++++ Data for analysis ++++

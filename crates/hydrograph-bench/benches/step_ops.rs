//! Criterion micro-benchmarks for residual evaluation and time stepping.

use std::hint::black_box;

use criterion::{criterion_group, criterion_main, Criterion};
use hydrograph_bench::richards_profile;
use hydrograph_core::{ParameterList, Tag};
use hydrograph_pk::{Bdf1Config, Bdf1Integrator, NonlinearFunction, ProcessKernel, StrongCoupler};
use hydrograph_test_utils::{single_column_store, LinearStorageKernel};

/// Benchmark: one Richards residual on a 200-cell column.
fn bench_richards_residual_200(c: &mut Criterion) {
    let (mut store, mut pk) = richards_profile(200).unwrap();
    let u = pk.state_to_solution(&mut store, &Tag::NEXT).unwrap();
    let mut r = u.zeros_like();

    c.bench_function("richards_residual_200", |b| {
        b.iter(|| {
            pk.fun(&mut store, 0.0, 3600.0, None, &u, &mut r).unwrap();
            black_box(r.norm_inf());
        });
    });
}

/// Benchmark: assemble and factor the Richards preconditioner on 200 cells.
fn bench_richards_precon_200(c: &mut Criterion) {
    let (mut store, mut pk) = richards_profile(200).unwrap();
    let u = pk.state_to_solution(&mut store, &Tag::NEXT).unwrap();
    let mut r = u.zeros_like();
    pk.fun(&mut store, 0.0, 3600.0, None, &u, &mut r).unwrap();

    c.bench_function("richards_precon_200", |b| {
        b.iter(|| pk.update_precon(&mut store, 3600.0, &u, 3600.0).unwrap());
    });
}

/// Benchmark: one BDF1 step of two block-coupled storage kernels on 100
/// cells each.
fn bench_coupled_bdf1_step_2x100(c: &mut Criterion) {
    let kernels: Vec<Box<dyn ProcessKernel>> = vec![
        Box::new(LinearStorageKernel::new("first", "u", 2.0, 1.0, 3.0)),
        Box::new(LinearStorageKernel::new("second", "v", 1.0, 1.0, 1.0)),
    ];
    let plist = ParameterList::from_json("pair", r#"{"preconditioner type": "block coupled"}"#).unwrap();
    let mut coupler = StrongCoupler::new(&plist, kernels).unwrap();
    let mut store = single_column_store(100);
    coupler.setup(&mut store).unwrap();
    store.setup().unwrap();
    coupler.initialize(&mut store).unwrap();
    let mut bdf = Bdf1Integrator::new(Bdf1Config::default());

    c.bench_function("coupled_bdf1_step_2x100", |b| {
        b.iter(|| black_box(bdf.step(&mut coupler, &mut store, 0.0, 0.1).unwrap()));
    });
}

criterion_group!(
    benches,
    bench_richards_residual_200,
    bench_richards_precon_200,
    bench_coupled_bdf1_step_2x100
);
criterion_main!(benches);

++++
++++ Data for analysis ++++

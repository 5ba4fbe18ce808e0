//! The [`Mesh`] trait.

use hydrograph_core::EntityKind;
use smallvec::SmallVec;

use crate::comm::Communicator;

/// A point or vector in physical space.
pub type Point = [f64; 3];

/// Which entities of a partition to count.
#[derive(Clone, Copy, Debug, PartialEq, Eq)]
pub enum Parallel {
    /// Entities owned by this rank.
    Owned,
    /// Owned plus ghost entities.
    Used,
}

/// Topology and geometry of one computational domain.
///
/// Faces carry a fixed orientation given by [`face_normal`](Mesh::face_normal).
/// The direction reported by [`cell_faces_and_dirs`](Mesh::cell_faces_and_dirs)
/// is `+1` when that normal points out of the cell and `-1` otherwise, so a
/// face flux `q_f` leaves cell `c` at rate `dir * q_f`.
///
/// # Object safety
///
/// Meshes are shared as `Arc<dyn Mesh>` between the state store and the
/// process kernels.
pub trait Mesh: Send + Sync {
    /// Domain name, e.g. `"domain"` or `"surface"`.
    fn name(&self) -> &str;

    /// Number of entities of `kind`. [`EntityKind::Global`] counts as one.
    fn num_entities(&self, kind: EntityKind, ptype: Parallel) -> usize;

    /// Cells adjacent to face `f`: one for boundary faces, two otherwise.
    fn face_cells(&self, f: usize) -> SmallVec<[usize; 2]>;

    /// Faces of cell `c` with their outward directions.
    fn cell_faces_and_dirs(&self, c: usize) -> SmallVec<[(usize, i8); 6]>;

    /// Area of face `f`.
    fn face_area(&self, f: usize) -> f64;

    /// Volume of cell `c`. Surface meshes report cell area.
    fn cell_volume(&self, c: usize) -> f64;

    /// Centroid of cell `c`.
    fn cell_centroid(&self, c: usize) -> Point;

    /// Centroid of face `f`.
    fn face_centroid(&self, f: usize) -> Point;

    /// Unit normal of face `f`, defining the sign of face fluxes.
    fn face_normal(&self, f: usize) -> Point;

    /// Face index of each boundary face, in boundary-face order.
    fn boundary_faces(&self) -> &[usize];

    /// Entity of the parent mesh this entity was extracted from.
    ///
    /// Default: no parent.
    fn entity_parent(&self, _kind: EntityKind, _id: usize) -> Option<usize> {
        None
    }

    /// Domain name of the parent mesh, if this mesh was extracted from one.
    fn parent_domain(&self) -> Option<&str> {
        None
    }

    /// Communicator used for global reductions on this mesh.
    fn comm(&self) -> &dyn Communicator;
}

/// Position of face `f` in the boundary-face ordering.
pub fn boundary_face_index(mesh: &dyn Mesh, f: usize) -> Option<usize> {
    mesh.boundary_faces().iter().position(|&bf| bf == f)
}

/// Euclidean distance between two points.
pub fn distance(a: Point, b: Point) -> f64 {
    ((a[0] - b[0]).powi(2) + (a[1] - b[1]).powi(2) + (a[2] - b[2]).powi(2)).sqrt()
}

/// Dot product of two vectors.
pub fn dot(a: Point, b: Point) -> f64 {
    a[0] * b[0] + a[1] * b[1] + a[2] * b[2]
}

++++

- **What to do**
Look above for the line holding "let mut coupler" and the line holding "coupler.initialize(&mut store).unwrap();", then output exactly those two lines and every line between them, nothing more.

- **Answer space**
    let mut coupler = StrongCoupler::new(&plist, kernels).unwrap();
    let mut store = single_column_store(100);
    coupler.setup(&mut store).unwrap();
    store.setup().unwrap();
    coupler.initialize(&mut store).unwrap();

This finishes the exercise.